Eat ur hearts out Kluber, Kershaw, and Scherzer. Cy Young here I come. https://t.co/vmdzlNjqxy
— The Miz (@mikethemiz) July 17, 2018
Two down, one to go. But up next for the National League was Andre Dawson. In his 21-year career, Dawson hit .279, had 2,774 hits, 1,591 RBI and 438 home runs. He was also an NL Rookie of the Year, MVP, 8x All-Star and 4x Silver Slugger, an award that goes to the best hitter in each league at each position. Miz’ first pitch to the legend was inside, prompting the commentators to lament how bad it was. Miz had a great response however, reminding the pair, he was facing Andre Dawson. It wouldn’t be that easy. One pitch later however, as Dawson flew out to left field, Miz celebrated his perfect inning. Three up, three down.
— The Miz (@mikethemiz) July 17, 2018
“Nobody beats the Miz, boom, boom, boom, Skull Crushing Finale, who’s awesome?” The Miz exclaimed as he spoke into the hard cam. He then proceeded to walk over to the commentators where he cut a quick promo before bringing the game to commercial break.
You've learned from some of the best. Way to represent Cleveland! pic.twitter.com/2DOYslsvzP
— Cleveland Indians (@Indians) July 17, 2018
The sixth and final inning saw the National League make a valiant attempt at a comeback but once again, it was Miz, representing his beloved Cleveland Indians, who was the center of it all, making the final out to secure the victory for his team.

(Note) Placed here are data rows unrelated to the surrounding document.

#[cfg(test)]
mod tests {
    use crate::dialect::Dialect;
    use crate::translate::{BoundParams, translate};
    use crate::value::SqlValue;
    use crate::where_clause::{
        Condition, ConditionValue, LogicalOp, build_where, build_where_with_dialect,
    };
    use pretty_assertions::assert_eq;

    fn firebird(conditions: &[Condition]) -> crate::where_clause::WhereClause {
        build_where_with_dialect(Dialect::Firebird, conditions)
    }

    #[test]
    fn scalar_condition() {
        let clause = firebird(&[Condition::first("name", "=", "ada")]);
        assert_eq!(clause.sql, "WHERE \"name\" = %(param_name)s");
        assert_eq!(clause.params.columns(), vec!["param_name"]);
        assert_eq!(
            clause.params.get("param_name"),
            Some(&SqlValue::String("ada".into()))
        );
    }

    #[test]
    fn connectives_combine_left_to_right() {
        let clause = firebird(&[
            Condition::first("a", "=", 1_i64),
            Condition::and("b", "!=", 2_i64),
            Condition::or("c", ">", 3_i64),
        ]);
        assert_eq!(
            clause.sql,
            "WHERE \"a\" = %(param_a)s AND \"b\" != %(param_b)s OR \"c\" > %(param_c)s"
        );
        assert_eq!(clause.params.columns(), vec!["param_a", "param_b", "param_c"]);
    }

    #[test]
    fn in_list_expansion_binds_in_order() {
        // 算子给的是 "="，列表值强制为 IN
        let clause = firebird(&[Condition::first("id", "=", vec![1_i64, 2, 3])]);
        assert_eq!(
            clause.sql,
            "WHERE \"id\" IN (%(param_id_0)s, %(param_id_1)s, %(param_id_2)s)"
        );
        assert_eq!(
            clause.params.columns(),
            vec!["param_id_0", "param_id_1", "param_id_2"]
        );
        assert_eq!(
            clause.params.values(),
            vec![SqlValue::I64(1), SqlValue::I64(2), SqlValue::I64(3)]
        );
    }

    #[test]
    fn not_in_is_preserved() {
        let clause = firebird(&[Condition::first("id", "NOT IN", vec![1_i64, 2])]);
        assert_eq!(
            clause.sql,
            "WHERE \"id\" NOT IN (%(param_id_0)s, %(param_id_1)s)"
        );
    }

    #[test]
    fn empty_list_degenerates_to_tautology() {
        let clause = firebird(&[
            Condition::first("a", "=", 5_i64),
            Condition::and("id", "IN", Vec::<i64>::new()),
        ]);
        assert_eq!(clause.sql, "WHERE \"a\" = %(param_a)s AND 1 = 1");
        assert_eq!(clause.params.columns(), vec!["param_a"]);
    }

    #[test]
    fn empty_list_alone_is_still_valid() {
        let clause = firebird(&[Condition::first("id", "NOT IN", Vec::<i64>::new())]);
        assert_eq!(clause.sql, "WHERE 1 = 1");
        assert!(clause.params.is_empty());
    }

    #[test]
    fn null_value_emits_no_placeholder() {
        let clause = firebird(&[Condition::first("deleted_at", "IS NULL", SqlValue::Null)]);
        assert_eq!(clause.sql, "WHERE \"deleted_at\" IS NULL");
        assert!(clause.params.is_empty());
    }

    #[test]
    fn null_helper_matches_explicit_null() {
        let a = firebird(&[Condition::first("x", "IS NOT NULL", ConditionValue::null())]);
        let b = firebird(&[Condition::first("x", "IS NOT NULL", SqlValue::Null)]);
        assert_eq!(a, b);
    }

    #[test]
    fn aliases_continue_across_conditions() {
        // 同列两个 IN 条件：别名续编，不回到 0
        let clause = firebird(&[
            Condition::first("id", "IN", vec![1_i64, 2]),
            Condition::or("id", "IN", vec![3_i64, 4]),
        ]);
        assert_eq!(
            clause.sql,
            "WHERE \"id\" IN (%(param_id_0)s, %(param_id_1)s) \
             OR \"id\" IN (%(param_id_2)s, %(param_id_3)s)"
        );
        assert_eq!(
            clause.params.values(),
            vec![
                SqlValue::I64(1),
                SqlValue::I64(2),
                SqlValue::I64(3),
                SqlValue::I64(4)
            ]
        );
    }

    #[test]
    fn mysql_dialect_quotes_with_backticks() {
        let clause = build_where_with_dialect(
            Dialect::MySQL,
            &[Condition::first("name", "=", "ada")],
        );
        assert_eq!(clause.sql, "WHERE `name` = %(param_name)s");
    }

    #[test]
    fn default_dialect_is_used_without_override() {
        let _g = crate::dialect::set_default_dialect_scoped(Dialect::Firebird);
        let clause = build_where(&[Condition::first("name", "=", "ada")]);
        assert_eq!(clause.sql, "WHERE \"name\" = %(param_name)s");
    }

    #[test]
    fn empty_conditions_build_empty_clause() {
        let clause = firebird(&[]);
        assert!(clause.is_empty());
        assert_eq!(clause.sql, "");
        assert!(clause.params.is_empty());
    }

    #[test]
    fn rebuilding_is_byte_identical() {
        let conditions = vec![
            Condition::first("id", "=", vec![1_i64, 2]),
            Condition::and("status", "=", "on"),
            Condition::or("deleted_at", "IS NULL", SqlValue::Null),
        ];
        let a = firebird(&conditions);
        let b = firebird(&conditions);
        assert_eq!(a.sql, b.sql);
        assert_eq!(a.params, b.params);
    }

    #[test]
    fn clause_translates_with_its_own_params() {
        let clause = firebird(&[
            Condition::first("id", "=", vec![1_i64, 2, 3]),
            Condition::and("status", "=", "on"),
        ]);
        let sql = format!("SELECT * FROM \"t\" {}", clause.sql);
        let bound = translate(&sql, Some(&clause.params)).unwrap();
        assert_eq!(
            bound.sql,
            "SELECT * FROM \"t\" WHERE \"id\" IN (?, ?, ?) AND \"status\" = ?"
        );
        assert_eq!(
            bound.params,
            BoundParams::Positional(vec![
                SqlValue::I64(1),
                SqlValue::I64(2),
                SqlValue::I64(3),
                SqlValue::String("on".into())
            ])
        );
    }

    #[test]
    fn logical_op_default_is_none() {
        assert_eq!(LogicalOp::default(), LogicalOp::None);
    }
}
//! SQL 方言：控制标识符 Quote 与主键内省语句。

use std::fmt;
use std::sync::atomic::{AtomicU8, Ordering};
use std::sync::{Mutex, MutexGuard};

/// 目标数据库方言。影响标识符引用符与主键内省语句；
/// 占位符翻译不受方言影响（驱动边界固定为 qmark `?`）。
#[derive(Debug, Clone, Copy, PartialEq, Eq, Hash, Default)]
pub enum Dialect {
    #[default]
    Firebird,
    SQLite,
    MySQL,
    PostgreSQL,
}

static DEFAULT_DIALECT: AtomicU8 = AtomicU8::new(Dialect::Firebird as u8);
static DEFAULT_DIALECT_LOCK: Mutex<()> = Mutex::new(());

impl Dialect {
    fn from_u8(v: u8) -> Self {
        match v {
            0 => Self::Firebird,
            1 => Self::SQLite,
            2 => Self::MySQL,
            3 => Self::PostgreSQL,
            _ => Self::Firebird,
        }
    }

    fn to_u8(self) -> u8 {
        self as u8
    }
}

/// 获取当前全局默认方言。
pub fn default_dialect() -> Dialect {
    Dialect::from_u8(DEFAULT_DIALECT.load(Ordering::Relaxed))
}

/// 设置全局默认方言，返回旧值。
pub fn set_default_dialect(dialect: Dialect) -> Dialect {
    let old = DEFAULT_DIALECT.swap(dialect.to_u8(), Ordering::Relaxed);
    Dialect::from_u8(old)
}

/// 修改全局默认方言的 RAII guard（持有一个全局锁，避免并行测试互相干扰）。
pub struct DefaultDialectGuard {
    _lock: MutexGuard<'static, ()>,
    old: Dialect,
}

impl Drop for DefaultDialectGuard {
    fn drop(&mut self) {
        set_default_dialect(self.old);
    }
}

/// 在一个作用域内临时设置默认方言，退出作用域后自动恢复。
pub fn set_default_dialect_scoped(dialect: Dialect) -> DefaultDialectGuard {
    let lock = DEFAULT_DIALECT_LOCK
        .lock()
        .unwrap_or_else(|e| e.into_inner());
    let old = set_default_dialect(dialect);
    DefaultDialectGuard { _lock: lock, old }
}

impl fmt::Display for Dialect {
    fn fmt(&self, f: &mut fmt::Formatter<'_>) -> fmt::Result {
        let s = match self {
            Self::Firebird => "Firebird",
            Self::SQLite => "SQLite",
            Self::MySQL => "MySQL",
            Self::PostgreSQL => "PostgreSQL",
        };
        f.write_str(s)
    }
}

impl Dialect {
    /// 为标识符加引用符。不处理标识符内部嵌入的引用符（调用方错误）。
    pub fn quote(self, name: &str) -> String {
        match self {
            Self::MySQL => format!("`{name}`"),
            Self::Firebird | Self::SQLite | Self::PostgreSQL => format!("\"{name}\""),
        }
    }

    /// 主键内省语句：一个 `?` 参数（表名），返回按键段位置排序的主键列名。
    pub fn primary_key_query(self) -> &'static str {
        match self {
            Self::Firebird => {
                "SELECT TRIM(seg.RDB$FIELD_NAME) \
                 FROM RDB$RELATION_CONSTRAINTS rc \
                 JOIN RDB$INDEX_SEGMENTS seg ON seg.RDB$INDEX_NAME = rc.RDB$INDEX_NAME \
                 WHERE rc.RDB$CONSTRAINT_TYPE = 'PRIMARY KEY' \
                 AND rc.RDB$RELATION_NAME = UPPER(?) \
                 ORDER BY seg.RDB$FIELD_POSITION"
            }
            Self::SQLite => {
                "SELECT name FROM pragma_table_info(?) WHERE pk > 0 ORDER BY pk"
            }
            Self::MySQL => {
                "SELECT COLUMN_NAME \
                 FROM information_schema.KEY_COLUMN_USAGE \
                 WHERE TABLE_SCHEMA = DATABASE() \
                 AND TABLE_NAME = ? \
                 AND CONSTRAINT_NAME = 'PRIMARY' \
                 ORDER BY ORDINAL_POSITION"
            }
            Self::PostgreSQL => {
                "SELECT kcu.column_name \
                 FROM information_schema.table_constraints tc \
                 JOIN information_schema.key_column_usage kcu \
                 ON kcu.constraint_name = tc.constraint_name \
                 AND kcu.table_schema = tc.table_schema \
                 WHERE tc.constraint_type = 'PRIMARY KEY' \
                 AND tc.table_name = ? \
                 ORDER BY kcu.ordinal_position"
            }
        }
    }
}
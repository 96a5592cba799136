//! Structured logging setup.
//!
//! Progress lines for operators go to stdout; `tracing` events go to stderr
//! at the configured level.

use tracing::Level;

/// Parse a configured level name, defaulting to `WARN` for anything unknown.
pub fn parse_level(level: &str) -> Level {
    match level.trim().to_lowercase().as_str() {
        "trace" => Level::TRACE,
        "debug" => Level::DEBUG,
        "info" => Level::INFO,
        "error" => Level::ERROR,
        _ => Level::WARN,
    }
}

/// Install the global fmt subscriber. Safe to call more than once.
pub fn init_logging(level: &str) {
    let _ = tracing_subscriber::fmt()
        .with_max_level(parse_level(level))
        .with_target(false)
        .with_writer(std::io::stderr)
        .try_init();
}
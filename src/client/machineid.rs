//! HTTP client for the MachineID device endpoints.

use reqwest::Client;
use serde::de::DeserializeOwned;
use tracing::{debug, info, warn};

use crate::client::responses::{
    DeviceRequest, RegisterResponse, RegisterStatus, ServerErrorBody, ValidateResponse,
};
use crate::config::GateConfig;
use crate::errors::{GateError, GateResult};

/// Header carrying the organization key.
pub const ORG_KEY_HEADER: &str = "x-org-key";

/// Client bound to one organization key and one device identity.
#[derive(Debug, Clone)]
pub struct MachineIdClient {
    http: Client,
    register_url: String,
    validate_url: String,
    org_key: String,
    device_id: String,
}

impl MachineIdClient {
    pub fn new(config: &GateConfig) -> GateResult<Self> {
        let http = Client::builder().timeout(config.timeout()).build()?;

        Ok(Self {
            http,
            register_url: config.register_url(),
            validate_url: config.validate_url(),
            org_key: config.machineid.org_key.clone(),
            device_id: config.machineid.device_id.clone(),
        })
    }

    pub fn device_id(&self) -> &str {
        &self.device_id
    }

    /// Register this device with the organization.
    ///
    /// Every status the service reports is returned as `Ok`, including
    /// `limit_reached`; only transport failures and non-2xx responses are errors.
    pub async fn register(&self) -> GateResult<RegisterResponse> {
        println!("→ Registering device '{}'", self.device_id);

        let resp: RegisterResponse = self.post_json(&self.register_url).await?;

        println!("✔ register status={}", resp.status);
        info!(device_id = %self.device_id, status = %resp.status, "Device registered");

        if !resp.status.is_registered() {
            if resp.status == RegisterStatus::LimitReached {
                println!("🚫 Plan limit reached on register. Validation decides whether this worker may start.");
                warn!(device_id = %self.device_id, "Plan device limit reached at register");
            } else {
                warn!(device_id = %self.device_id, error = ?resp.error, "Unrecognized register status");
            }
        }

        Ok(resp)
    }

    /// Ask the service whether this device may run now.
    pub async fn validate(&self) -> GateResult<ValidateResponse> {
        println!("→ Validating device '{}'", self.device_id);

        let resp: ValidateResponse = self.post_json(&self.validate_url).await?;

        println!(
            "✔ decision allowed={} code={} request_id={}",
            resp.allowed,
            resp.code.as_deref().unwrap_or("None"),
            resp.request_id.as_deref().unwrap_or("None"),
        );
        info!(
            device_id = %self.device_id,
            allowed = resp.allowed,
            code = ?resp.code,
            request_id = ?resp.request_id,
            "Device validated"
        );

        Ok(resp)
    }

    async fn post_json<T: DeserializeOwned>(&self, url: &str) -> GateResult<T> {
        let payload = DeviceRequest {
            device_id: &self.device_id,
        };
        debug!(url = %url, device_id = %self.device_id, "POST");

        let resp = self
            .http
            .post(url)
            .header(ORG_KEY_HEADER, &self.org_key)
            .json(&payload)
            .send()
            .await?;

        let status = resp.status();
        let body = resp.text().await?;

        if !status.is_success() {
            return Err(server_error(status.as_u16(), &body));
        }

        serde_json::from_str(&body).map_err(|e| {
            GateError::InvalidResponse(format!(
                "Non-JSON or malformed response (HTTP {}): {e}",
                status.as_u16()
            ))
        })
    }
}

/// Build a `GateError::Server`, preferring the service's own `error` message.
fn server_error(status: u16, body: &str) -> GateError {
    let message = serde_json::from_str::<ServerErrorBody>(body)
        .ok()
        .and_then(|b| b.error)
        .unwrap_or_else(|| format!("HTTP {status}"));

    GateError::Server { status, message }
}
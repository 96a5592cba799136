//! Register-then-validate gate in front of the delegated workload.
//!
//! The sequence is strictly linear:
//! 1. validate configuration (no network before this passes),
//! 2. register the device,
//! 3. validate the device, whatever the register status was,
//! 4. run the workload only when the service says `allowed`.
//!
//! There is no retry and no grace period. Operators who want periodic
//! revalidation re-run the whole sequence.

use tracing::{info, info_span, warn, Instrument};

use crate::client::machineid::MachineIdClient;
use crate::client::responses::{Decision, RegisterStatus};
use crate::config::GateConfig;
use crate::errors::{GateError, GateResult};
use crate::workload::Workload;

/// Terminal state of one gate run.
#[derive(Debug, Clone, PartialEq, Eq)]
pub enum GateOutcome {
    /// Validation said no; the workload was not started.
    Denied(Decision),
    /// Validation allowed the run and the workload finished.
    Completed {
        decision: Decision,
        register_status: RegisterStatus,
        output: String,
    },
}

impl GateOutcome {
    pub fn decision(&self) -> &Decision {
        match self {
            GateOutcome::Denied(decision) => decision,
            GateOutcome::Completed { decision, .. } => decision,
        }
    }

    pub fn is_allowed(&self) -> bool {
        self.decision().allowed
    }
}

/// Run the full register/validate/gate sequence for one device.
pub async fn run_gate<W: Workload>(config: &GateConfig, workload: &W) -> GateResult<GateOutcome> {
    config.validate()?;

    let span = info_span!("gate", device_id = %config.machineid.device_id);
    gate_sequence(config, workload).instrument(span).await
}

async fn gate_sequence<W: Workload>(config: &GateConfig, workload: &W) -> GateResult<GateOutcome> {
    println!("✔ MACHINEID_ORG_KEY loaded: {}", config.masked_org_key());
    println!("Using base_url: {}", config.machineid.base_url);
    println!("Using device_id: {}", config.machineid.device_id);
    println!();

    let client = MachineIdClient::new(config)?;

    let registered = client.register().await?;

    // Validate is authoritative even after limit_reached.
    let delay = config.validate_delay();
    if !delay.is_zero() {
        tokio::time::sleep(delay).await;
    }

    let decision: Decision = client.validate().await?.into();

    if !decision.allowed {
        println!("🚫 Execution denied (hard gate). Swarm run will NOT start.");
        println!("   {decision}");
        warn!(
            code = ?decision.code,
            request_id = ?decision.request_id,
            "Execution denied"
        );
        return Ok(GateOutcome::Denied(decision));
    }

    println!("✅ Execution allowed. Starting Swarm run.\n");
    info!(request_id = ?decision.request_id, "Execution allowed");

    let output = workload
        .run()
        .await
        .map_err(|e| GateError::Workload(e.to_string()))?;

    info!("Workload completed");
    Ok(GateOutcome::Completed {
        decision,
        register_status: registered.status,
        output,
    })
}
//! Wire types for the MachineID device API.
//!
//! These mirror the JSON the service returns from
//! `/api/v1/devices/register` and `/api/v1/devices/validate`.

use serde::{Deserialize, Deserializer, Serialize};
use std::fmt;

/// Treat an explicit JSON `null` the same as a missing key.
fn null_as_default<'de, D, T>(deserializer: D) -> Result<T, D::Error>
where
    D: Deserializer<'de>,
    T: Default + Deserialize<'de>,
{
    Ok(Option::<T>::deserialize(deserializer)?.unwrap_or_default())
}

/// Request body shared by register and validate.
#[derive(Debug, Clone, Serialize)]
pub(crate) struct DeviceRequest<'a> {
    #[serde(rename = "deviceId")]
    pub device_id: &'a str,
}

/// Lifecycle status returned by the register call.
#[derive(Debug, Clone, Copy, Default, PartialEq, Eq, Serialize, Deserialize)]
#[serde(rename_all = "snake_case")]
pub enum RegisterStatus {
    /// Newly registered
    Ok,
    /// Already registered
    Exists,
    /// Previously revoked, now restored
    Restored,
    /// Plan device cap hit
    LimitReached,
    /// Unknown or missing status (forward compatibility)
    #[serde(other)]
    #[default]
    Unknown,
}

impl RegisterStatus {
    pub fn as_str(&self) -> &'static str {
        match self {
            RegisterStatus::Ok => "ok",
            RegisterStatus::Exists => "exists",
            RegisterStatus::Restored => "restored",
            RegisterStatus::LimitReached => "limit_reached",
            RegisterStatus::Unknown => "unknown",
        }
    }

    /// True when the device holds a registration slot after the call.
    pub fn is_registered(&self) -> bool {
        matches!(
            self,
            RegisterStatus::Ok | RegisterStatus::Exists | RegisterStatus::Restored
        )
    }
}

impl fmt::Display for RegisterStatus {
    fn fmt(&self, f: &mut fmt::Formatter<'_>) -> fmt::Result {
        f.write_str(self.as_str())
    }
}

/// Response of `POST /api/v1/devices/register`.
#[derive(Debug, Clone, Deserialize)]
pub struct RegisterResponse {
    #[serde(default, deserialize_with = "null_as_default")]
    pub status: RegisterStatus,
    #[serde(default)]
    pub error: Option<String>,
}

/// Response of `POST /api/v1/devices/validate`.
#[derive(Debug, Clone, Default, Deserialize)]
pub struct ValidateResponse {
    /// Missing or null `allowed` counts as a denial.
    #[serde(default, deserialize_with = "null_as_default")]
    pub allowed: bool,
    #[serde(default)]
    pub code: Option<String>,
    #[serde(default)]
    pub request_id: Option<String>,
}

/// Final decision of the gate, as printed and returned to the caller.
#[derive(Debug, Clone, PartialEq, Eq)]
pub struct Decision {
    pub allowed: bool,
    pub code: Option<String>,
    pub request_id: Option<String>,
}

impl From<ValidateResponse> for Decision {
    fn from(resp: ValidateResponse) -> Self {
        Self {
            allowed: resp.allowed,
            code: resp.code,
            request_id: resp.request_id,
        }
    }
}

fn or_none(v: &Option<String>) -> &str {
    v.as_deref().unwrap_or("None")
}

impl fmt::Display for Decision {
    fn fmt(&self, f: &mut fmt::Formatter<'_>) -> fmt::Result {
        write!(
            f,
            "allowed={} code={} request_id={}",
            self.allowed,
            or_none(&self.code),
            or_none(&self.request_id)
        )
    }
}

/// Error body the service sends with 4xx/5xx responses: `{"error": "..."}`.
#[derive(Debug, Deserialize)]
pub(crate) struct ServerErrorBody {
    pub error: Option<String>,
}
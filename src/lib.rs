//! swarm-gate - a device-gated Swarm worker.
//!
//! A worker registers itself with the MachineID device service, asks for a
//! validation decision, and only runs its agent workload when `allowed` is
//! true.
//!
//! # Example
//!
//! ```rust,no_run
//! use swarm_gate::config::GateConfig;
//! use swarm_gate::gate::run_gate;
//! use swarm_gate::workload::ChatAgentWorkload;
//!
//! # async fn demo() -> swarm_gate::errors::GateResult<()> {
//! let config = GateConfig::load()?;
//! let workload = ChatAgentWorkload::from_config(&config)?;
//! let outcome = run_gate(&config, &workload).await?;
//! println!("allowed={}", outcome.is_allowed());
//! # Ok(())
//! # }
//! ```

pub mod config;
pub mod errors;
pub mod gate;
pub mod logging;
pub mod workload;

pub mod client {
    pub mod machineid;
    pub mod responses;

    pub use machineid::MachineIdClient;
}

Miz, who had entertained the crowd and his fellow players over the past several days, was certainly a hit and well-deserving of the MVP he received. With the All-Star Game headed to his hometown of Cleveland in 2019, hopefully this isn’t the last time the eight-time Intercontinental Champion and WWE Grand Slam Champion, will be seen on a baseball diamond. After all, like a good fighting champion, he now has a title to defend.